AKA: WAZ
DVD review (region 1)
Directed by Tom Shankland
Starring Stellan Skarsgård, Melissa George, Selma Blair, Tom Hardy, Paul Kaye
Release date 12 August 2008
New York cops Eddie (Skarsgård) and Helen (George) track down a killer who has a unique modus operandi. The victim is tortured, and the only way to make the pain stop is to flick a switch that kills somebody they love…
Although director Tom Shankland tells us on the ‘Making of’ doc how he wanted The Killing Gene to have a very different visual style to that of Se7en, his film is heavily influenced by David Fincher’s serial killer flick, with a few additional Saw-style scenes of clever-clever torture.
It sounds tired and generic, but this downbeat thriller is actually surprising intelligent, offering an intriguing modus operandi, murky morality and fine world-weary performances from Stellan Skarsgård and Melissa George.
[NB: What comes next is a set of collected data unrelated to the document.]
use std::fmt;

use serde::{Deserialize, Serialize};

use crate::ids::{FormId, ModuleId};

#[derive(Debug, Clone, Copy, PartialEq, Eq, PartialOrd, Ord, Serialize, Deserialize)]
#[serde(rename_all = "lowercase")]
pub enum Severity {
    Error,
    Warning,
}

impl Severity {
    pub fn as_str(self) -> &'static str {
        match self {
            Severity::Error => "error",
            Severity::Warning => "warning",
        }
    }
}

/// Advisory problem types reported by the app validator.
#[derive(Debug, Clone, Copy, PartialEq, Eq, Hash, Serialize, Deserialize)]
pub enum DiagnosticKind {
    #[serde(rename = "empty lang")]
    EmptyLang,
    #[serde(rename = "no modules")]
    NoModules,
    #[serde(rename = "parent cycle")]
    ParentCycle,
    #[serde(rename = "root cycle")]
    RootCycle,
    #[serde(rename = "unknown root")]
    UnknownRoot,
    #[serde(rename = "duplicate xmlns")]
    DuplicateXmlns,
    #[serde(rename = "no forms or case list")]
    NoFormsOrCaseList,
    #[serde(rename = "no case type")]
    NoCaseType,
    #[serde(rename = "no case detail")]
    NoCaseDetail,
    #[serde(rename = "circular case hierarchy")]
    CircularCaseHierarchy,
    #[serde(rename = "training module parent")]
    TrainingModuleParent,
    #[serde(rename = "training module child")]
    TrainingModuleChild,
    #[serde(rename = "case list form missing")]
    CaseListFormMissing,
    #[serde(rename = "case list form not registration")]
    CaseListFormNotRegistration,
    #[serde(rename = "no source module id")]
    NoSourceModuleId,
    #[serde(rename = "no reports")]
    NoReports,
    #[serde(rename = "report config id duplicated")]
    ReportConfigIdDuplicated,
    #[serde(rename = "invalid tile configuration")]
    InvalidTileConfiguration,
    #[serde(rename = "missing parent tag")]
    MissingParentTag,
    #[serde(rename = "case_name required")]
    CaseNameRequired,
    #[serde(rename = "subcase has no case type")]
    SubcaseHasNoCaseType,
    #[serde(rename = "no case type in action")]
    NoCaseTypeInAction,
    #[serde(rename = "auto select key")]
    AutoSelectKey,
    #[serde(rename = "auto select source")]
    AutoSelectSource,
    #[serde(rename = "auto select case ref")]
    AutoSelectCaseRef,
    #[serde(rename = "missing shadow parent")]
    MissingShadowParent,
    #[serde(rename = "shadow parent does not exist")]
    ShadowParentDoesNotExist,
    #[serde(rename = "missing shadow parent tag")]
    MissingShadowParentTag,
    #[serde(rename = "shadow tag case type mismatch")]
    ShadowTagCaseTypeMismatch,
    #[serde(rename = "registry workflow conflict")]
    RegistryWorkflowConflict,
    #[serde(rename = "multi select with auto launch")]
    MultiSelectWithAutoLaunch,
    #[serde(rename = "duplicate session endpoint id")]
    DuplicateSessionEndpointId,
    #[serde(rename = "feature not available")]
    FeatureNotAvailable,
    #[serde(rename = "deprecated popup")]
    DeprecatedPopup,
}

impl DiagnosticKind {
    pub fn as_str(self) -> &'static str {
        match self {
            DiagnosticKind::EmptyLang => "empty lang",
            DiagnosticKind::NoModules => "no modules",
            DiagnosticKind::ParentCycle => "parent cycle",
            DiagnosticKind::RootCycle => "root cycle",
            DiagnosticKind::UnknownRoot => "unknown root",
            DiagnosticKind::DuplicateXmlns => "duplicate xmlns",
            DiagnosticKind::NoFormsOrCaseList => "no forms or case list",
            DiagnosticKind::NoCaseType => "no case type",
            DiagnosticKind::NoCaseDetail => "no case detail",
            DiagnosticKind::CircularCaseHierarchy => "circular case hierarchy",
            DiagnosticKind::TrainingModuleParent => "training module parent",
            DiagnosticKind::TrainingModuleChild => "training module child",
            DiagnosticKind::CaseListFormMissing => "case list form missing",
            DiagnosticKind::CaseListFormNotRegistration => "case list form not registration",
            DiagnosticKind::NoSourceModuleId => "no source module id",
            DiagnosticKind::NoReports => "no reports",
            DiagnosticKind::ReportConfigIdDuplicated => "report config id duplicated",
            DiagnosticKind::InvalidTileConfiguration => "invalid tile configuration",
            DiagnosticKind::MissingParentTag => "missing parent tag",
            DiagnosticKind::CaseNameRequired => "case_name required",
            DiagnosticKind::SubcaseHasNoCaseType => "subcase has no case type",
            DiagnosticKind::NoCaseTypeInAction => "no case type in action",
            DiagnosticKind::AutoSelectKey => "auto select key",
            DiagnosticKind::AutoSelectSource => "auto select source",
            DiagnosticKind::AutoSelectCaseRef => "auto select case ref",
            DiagnosticKind::MissingShadowParent => "missing shadow parent",
            DiagnosticKind::ShadowParentDoesNotExist => "shadow parent does not exist",
            DiagnosticKind::MissingShadowParentTag => "missing shadow parent tag",
            DiagnosticKind::ShadowTagCaseTypeMismatch => "shadow tag case type mismatch",
            DiagnosticKind::RegistryWorkflowConflict => "registry workflow conflict",
            DiagnosticKind::MultiSelectWithAutoLaunch => "multi select with auto launch",
            DiagnosticKind::DuplicateSessionEndpointId => "duplicate session endpoint id",
            DiagnosticKind::FeatureNotAvailable => "feature not available",
            DiagnosticKind::DeprecatedPopup => "deprecated popup",
        }
    }

    pub fn default_severity(self) -> Severity {
        match self {
            DiagnosticKind::DeprecatedPopup
            | DiagnosticKind::FeatureNotAvailable
            | DiagnosticKind::MultiSelectWithAutoLaunch => Severity::Warning,
            _ => Severity::Error,
        }
    }
}

impl fmt::Display for DiagnosticKind {
    fn fmt(&self, f: &mut fmt::Formatter<'_>) -> fmt::Result {
        f.write_str(self.as_str())
    }
}

/// A single advisory finding. Findings are never merged.
#[derive(Debug, Clone, PartialEq, Eq, Serialize, Deserialize)]
pub struct Diagnostic {
    #[serde(rename = "type")]
    pub kind: DiagnosticKind,
    pub severity: Severity,
    pub module: Option<ModuleId>,
    pub form: Option<FormId>,
    pub reason: String,
}

impl Diagnostic {
    pub fn new(kind: DiagnosticKind, reason: impl Into<String>) -> Self {
        Self {
            kind,
            severity: kind.default_severity(),
            module: None,
            form: None,
            reason: reason.into(),
        }
    }

    pub fn with_module(mut self, module: &ModuleId) -> Self {
        self.module = Some(module.clone());
        self
    }

    pub fn with_form(mut self, form: &FormId) -> Self {
        self.form = Some(form.clone());
        self
    }

    pub fn with_severity(mut self, severity: Severity) -> Self {
        self.severity = severity;
        self
    }
}

/// Diagnostics collected across a whole app.
#[derive(Debug, Clone, Default, Serialize, Deserialize)]
pub struct DiagnosticReport {
    pub app: String,
    pub diagnostics: Vec<Diagnostic>,
}

impl DiagnosticReport {
    pub fn new(app: impl Into<String>) -> Self {
        Self {
            app: app.into(),
            diagnostics: Vec::new(),
        }
    }

    pub fn push(&mut self, diagnostic: Diagnostic) {
        self.diagnostics.push(diagnostic);
    }

    pub fn error_count(&self) -> usize {
        self.diagnostics
            .iter()
            .filter(|diagnostic| diagnostic.severity == Severity::Error)
            .count()
    }

    pub fn warning_count(&self) -> usize {
        self.diagnostics
            .iter()
            .filter(|diagnostic| diagnostic.severity == Severity::Warning)
            .count()
    }

    pub fn has_errors(&self) -> bool {
        self.error_count() > 0
    }

    pub fn of_kind(&self, kind: DiagnosticKind) -> impl Iterator<Item = &Diagnostic> {
        self.diagnostics
            .iter()
            .filter(move |diagnostic| diagnostic.kind == kind)
    }
}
If you’re wondering why there are so many British names in the line-up – including Tom Hardy, Paul Kaye and Ashley Waters – it’s because this is actually a British movie, set in New York but mostly filmed in the not-at-all-New-York-like Belfast. This doubling-up works surprisingly well, giving the city an appropriately disorientating feel, and the behind-the-scenes footage show how the filmmakers went about it. Shankland and writer Clive Bradley also give revealing accounts of the themes behind the movie, and there’s a scattering of deleted scenes. Matt McAllister
VERDICT: 7/10
It’s relentlessly downbeat and, frankly, just as improbable as a Saw movie, but The Killing Gene is a highly atmospheric and smart addition to the torture-horror sub-genre.